To achieve balance in our lives we must look again at our involvement with how we consume and spend money, acquiring goods, paying for services. Do the scales sometimes tip erratically? Can we be happy with what we have? How can we balance play and work, love and anger, service and solitude, tears and laughter? Don’t turn for much help to our Western Philosophy: it is strangely lacking in counsel on this matter. A look at another culture can offer us better symbols of balance and harmony such as the familiar symbol from Eastern thought the Yin/Yang. We need to look at other traditions that offer more symbols of balance and harmony. Japanese flower arranging, for example, that places precisely the three flowers in a bouquet, representing sky, the human and the earth, each is important to the meaning and beauty of the over-all arrangement—no element is to be taken by itself.
From Taoism comes the Yin Yang, my favorite symbolic reminder—the design of harmony and balance of everything. Within a single unity, we see two equal and opposite forces, one quiet, the other active, yet each essential to the whole. Light and dark, male and female, good and evil, all are described in terms of opposites. Yet neither is ever to be considered alone, neither is ever a final answer.

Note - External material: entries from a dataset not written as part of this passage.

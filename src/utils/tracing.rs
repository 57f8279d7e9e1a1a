//! Tracing Utilities Module
//!
//! Logging setup for the daemon: console output plus a log file.

use std::fs::OpenOptions;
use std::path::Path;
use std::sync::{Once, OnceLock};
use tracing_appender::non_blocking::WorkerGuard;
use tracing_subscriber::{EnvFilter, Layer, fmt, layer::SubscriberExt, util::SubscriberInitExt};

/// Keeps the non-blocking writer flushing for the whole process lifetime
static WORKER_GUARD: OnceLock<WorkerGuard> = OnceLock::new();
static INIT: Once = Once::new();

/// `RUST_LOG` if set, `info` otherwise
fn env_filter() -> EnvFilter {
    EnvFilter::try_from_default_env().unwrap_or_else(|_| EnvFilter::new("info"))
}

/// Initializes the tracing subscriber with file and console output.
///
/// Only the first call has an effect. If `log_path` cannot be opened the
/// subscriber logs to stdout alone.
pub fn setup_tracing(log_path: &Path) {
    INIT.call_once(|| {
        let stdout_layer = fmt::layer()
            .with_writer(std::io::stdout)
            .with_ansi(true)
            .with_filter(env_filter());

        let file = OpenOptions::new().append(true).create(true).open(log_path);
        let file_layer = match file {
            Ok(file) => {
                let (non_blocking, guard) = tracing_appender::non_blocking(file);
                let _ = WORKER_GUARD.set(guard);
                Some(
                    fmt::layer()
                        .with_writer(non_blocking)
                        .with_ansi(false)
                        .with_filter(env_filter()),
                )
            }
            Err(e) => {
                eprintln!("Cannot open log file {}: {}", log_path.display(), e);
                None
            }
        };

        if let Err(e) = tracing_subscriber::registry()
            .with(file_layer)
            .with(stdout_layer)
            .try_init()
        {
            eprintln!("Tracing already initialized: {}", e);
        }
    });
}

/// Console-only logging for short-lived tools
pub fn setup_console_tracing() {
    INIT.call_once(|| {
        let _ = tracing_subscriber::registry()
            .with(fmt::layer().with_writer(std::io::stderr).with_filter(env_filter()))
            .try_init();
    });
}

#[cfg(test)]
mod tests {
    use super::*;

    /// Test that repeated setup calls are harmless
    #[test]
    fn test_setup_is_idempotent() {
        let dir = tempfile::tempdir().unwrap();
        let path = dir.path().join("dispmodesd.log");
        setup_tracing(&path);
        setup_tracing(&path);
        setup_console_tracing();
        tracing::info!("written after setup");
    }
}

The Taoists, while rejecting the quest for immortality, were certainly concerned with “living out one’s natural term of life ... ” But they are also saying that the chances of survival are best when there is no anxiety to survive, and that the greatest power is available to those who do not seek power and who do not use force. To be anxious to survive is to wear oneself out, and to seek power and to use force is to overstrain one’s system. One is best preserved by floating along with out stress. Even in Jesus’ time he counseled his followers: “Do not be anxious for the morrow, that will take care of itself.” In other words, look to this day. And consider this idea very seriously from the Mother of all Religions—Hinduism—from the Bhagavad Gita’s principle of action—do it but don’t be concerned for the outcome. This theme flows gently through so much of the spiritual wisdom of the world.
They say preachers preach what they most need to learn themselves. I think I wanted to explore this subject because in truth it is what I most need to wake up to: To reconcile whatever goals or ambition I might have with acceptance of the reality: What do I want to do with my one precious life? First, I have to not feel guilty if I take an occasional day off or leave everyone working hard at something while I take an hour off to go swimming, to tell my partner who so often has great ideas for our co-participation that I would like some solitude every day. To feel okay if I spend an evening reading poetry instead of polishing up my Spanish. You who have children or demanding jobs know what I mean.
We may from time to time master the Circus tightrope, but never completely tame those wild animals in the cages below. Wouldn’t want to. Living a balanced life, takes courage—which comes from the French word for heart, from the heart. Heart force. To try and sometimes fail, to use our reason and our emotions, to be willing to touch and be touched, to withdraw physically when we need to from time to time and to reach out when we are called to that. To live our lives with passionate involvement but without undue attachment--which will only lead to suffering is our first requirement from the Buddhists. This is truly a condition devoutly to be tested. Let’s love ourselves enough to be aware—to slow down when we need to, to speed up when we have to, to tip the scales slightly when we want to and seek along the path that delicate place called balance.
And now, as a way to enjoy a moment of being gently poised, between silence and words, action and stillness, let’s take a pause from these words, close our eyes, and enter a land of silence. I invite you to breathe gently in an image of balance between listening to someone else and listening to your own wisdom from your own hearts and minds.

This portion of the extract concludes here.